Multiple sclerosis (MS) is characterized by CNS demyelination and oligodendrocyte depletion, axonal loss, and reactive astrogliosis. Myelin loss causes conduction block, while remyelination is associated with recovery of conduction and return of function. Reactive astrocytes are a prominent feature of MS plaques, and have been implicated as producing factors regulating oligodendrocyte progenitor differentiation and myelin formation. Understanding their impact on these events may lead to new approaches for oligodendrocyte protection and/or remyelination in MS. Here, we outline protocols for the establishment and analysis of primary monocultures and cocultures of human astrocytes and oligodendrocytes. These approaches are designed to facilitate analysis of mechanisms underlying astrocytic regulation of progenitor survival and myelin repair.

Fig. 1

Coculture of human astrocytes and human oligodendrocytes. Primary cultures of human fetal astrocytes were established from cortical samples as described in the text, and cells at passage G3 are allowed to reach 70% confluence.

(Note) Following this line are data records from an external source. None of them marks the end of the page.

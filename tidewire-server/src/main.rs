//! # Tidewire Server
//!
//! Task dispatch and real-time result fan-out relay.
//!
//! Accepts backtest, optimization and walk-forward submissions over HTTP,
//! publishes them to the compute tier through Redis pub/sub, and pushes the
//! progress/complete/error events that come back to each user's WebSocket
//! connections.

use std::{path::PathBuf, sync::Arc};

use anyhow::Context;
use clap::{Args as ClapArgs, Parser, Subcommand};
use tidewire_config::{Config, ConfigLoad, ConfigLoader, ConfigWarnings};
use tidewire_server::{
    create_app,
    infra::{
        pubsub::InMemoryBroker,
        startup::{self, Brokers},
    },
};
use tokio_util::sync::CancellationToken;
use tracing::{error, info, warn};
use tracing_subscriber::{layer::SubscriberExt, util::SubscriberInitExt};

/// CLI entry point
#[derive(Parser, Debug)]
#[command(name = "tidewire-server")]
#[command(about = "Task dispatch and real-time result fan-out relay")]
struct Cli {
    #[command(subcommand)]
    command: Option<Command>,

    #[command(flatten)]
    serve: ServeArgs,
}

#[derive(ClapArgs, Debug, Clone)]
struct ServeArgs {
    /// Path to a tidewire.toml (overrides TIDEWIRE_CONFIG and default locations)
    #[arg(short, long)]
    config: Option<PathBuf>,

    /// Environment file to load instead of ./.env
    #[arg(long)]
    env_file: Option<PathBuf>,

    /// Server port (overrides config)
    #[arg(short, long, env = "SERVER_PORT")]
    port: Option<u16>,

    /// Server host (overrides config)
    #[arg(long, env = "SERVER_HOST")]
    host: Option<String>,

    /// Use a process-local broker instead of Redis. Tasks never leave this
    /// process; meant for local frontend work.
    #[arg(long, env = "TIDEWIRE_IN_MEMORY_BROKER", default_value_t = false)]
    in_memory_broker: bool,
}

#[derive(Debug, Subcommand)]
enum Command {
    /// Resolve the configuration, print it with any warnings and exit
    CheckConfig,
}

#[tokio::main]
async fn main() -> anyhow::Result<()> {
    let cli = Cli::parse();

    tracing_subscriber::registry()
        .with(
            tracing_subscriber::EnvFilter::try_from_default_env()
                .unwrap_or_else(|_| "info,tower_http=warn".into()),
        )
        .with(tracing_subscriber::fmt::layer())
        .init();

    let (config, warnings) = load_runtime_config(&cli.serve)?;

    if let Some(Command::CheckConfig) = cli.command {
        print_config_report(&config, &warnings);
        return Ok(());
    }

    log_config_warnings(&warnings);
    run_server(config, &cli.serve).await
}

fn load_runtime_config(args: &ServeArgs) -> anyhow::Result<(Config, ConfigWarnings)> {
    let mut loader = ConfigLoader::new();
    if let Some(path) = &args.config {
        loader = loader.with_config_path(path);
    }
    if let Some(path) = &args.env_file {
        loader = loader.with_env_file(path);
    }
    let ConfigLoad {
        mut config,
        warnings,
    } = loader.load().context("failed to load configuration")?;

    if let Some(port) = args.port {
        config.server.port = port;
    }
    if let Some(host) = args.host.clone() {
        config.server.host = host;
    }

    if config.metadata.env_file_loaded {
        info!("loaded .env file");
    }
    if let Some(path) = &config.metadata.config_path {
        info!(path = %path.display(), "configuration file loaded");
    }

    Ok((config, warnings))
}

fn log_config_warnings(warnings: &ConfigWarnings) {
    for warning in warnings.iter() {
        match &warning.hint {
            Some(hint) => {
                warn!(message = %warning.message, hint = %hint, "configuration warning")
            }
            None => warn!(message = %warning.message, "configuration warning"),
        }
    }
}

fn print_config_report(config: &Config, warnings: &ConfigWarnings) {
    println!("{config:#?}");
    if warnings.is_empty() {
        println!("\nno configuration warnings");
        return;
    }
    println!("\n{} configuration warning(s):", warnings.len());
    for warning in warnings.iter() {
        match &warning.hint {
            Some(hint) => println!("  - {} (hint: {hint})", warning.message),
            None => println!("  - {}", warning.message),
        }
    }
}

async fn run_server(config: Config, args: &ServeArgs) -> anyhow::Result<()> {
    let config = Arc::new(config);

    let brokers = if args.in_memory_broker {
        warn!("using the in-process broker; tasks will not reach any compute tier");
        Brokers::in_memory(InMemoryBroker::new())
    } else {
        info!(redis = %config.redis.redacted_url(), "connecting to redis");
        Brokers::redis(&config.redis).await?
    };

    let state = startup::assemble(Arc::clone(&config), brokers);
    let cancel = CancellationToken::new();
    let background = startup::spawn_background(&state, cancel.clone());

    let listener =
        tokio::net::TcpListener::bind((config.server.host.as_str(), config.server.port))
            .await
            .with_context(|| {
                format!("failed to bind {}:{}", config.server.host, config.server.port)
            })?;
    let addr = listener.local_addr()?;
    info!(
        %addr,
        gateway = %config.gateway.route_path(),
        publish_retries = config.publisher.max_retries,
        "Starting Tidewire relay"
    );

    let app = create_app(state);
    let shutdown = cancel.clone();
    let served = axum::serve(listener, app)
        .with_graceful_shutdown(async move {
            match tokio::signal::ctrl_c().await {
                Ok(()) => info!("shutdown signal received"),
                Err(err) => error!(error = %err, "failed to listen for shutdown signal"),
            }
            shutdown.cancel();
        })
        .await;

    cancel.cancel();
    background.join().await;
    info!("Tidewire relay stopped");

    served.context("HTTP server failed")
}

Primary human oligodendrocytes grown in parallel from fetal spinal cord samples were then plated onto the astrocyte culture, and resulting cocultures propagated in serum-free medium for 72 h. Cells were fixed with 4% paraformaldehyde, stained sequentially for the oligodendrocyte marker O4 and the astrocytic marker GFAP as described in the text, and counterstained with DAPI. Cocultures were imaged using confocal microscopy, and images captured at 63× magnification. The panel shows a large GFAP⁺ astrocyte (left) and two arborized O4⁺ oligodendrocytes (bottom and right). Scalebar, 10 µm.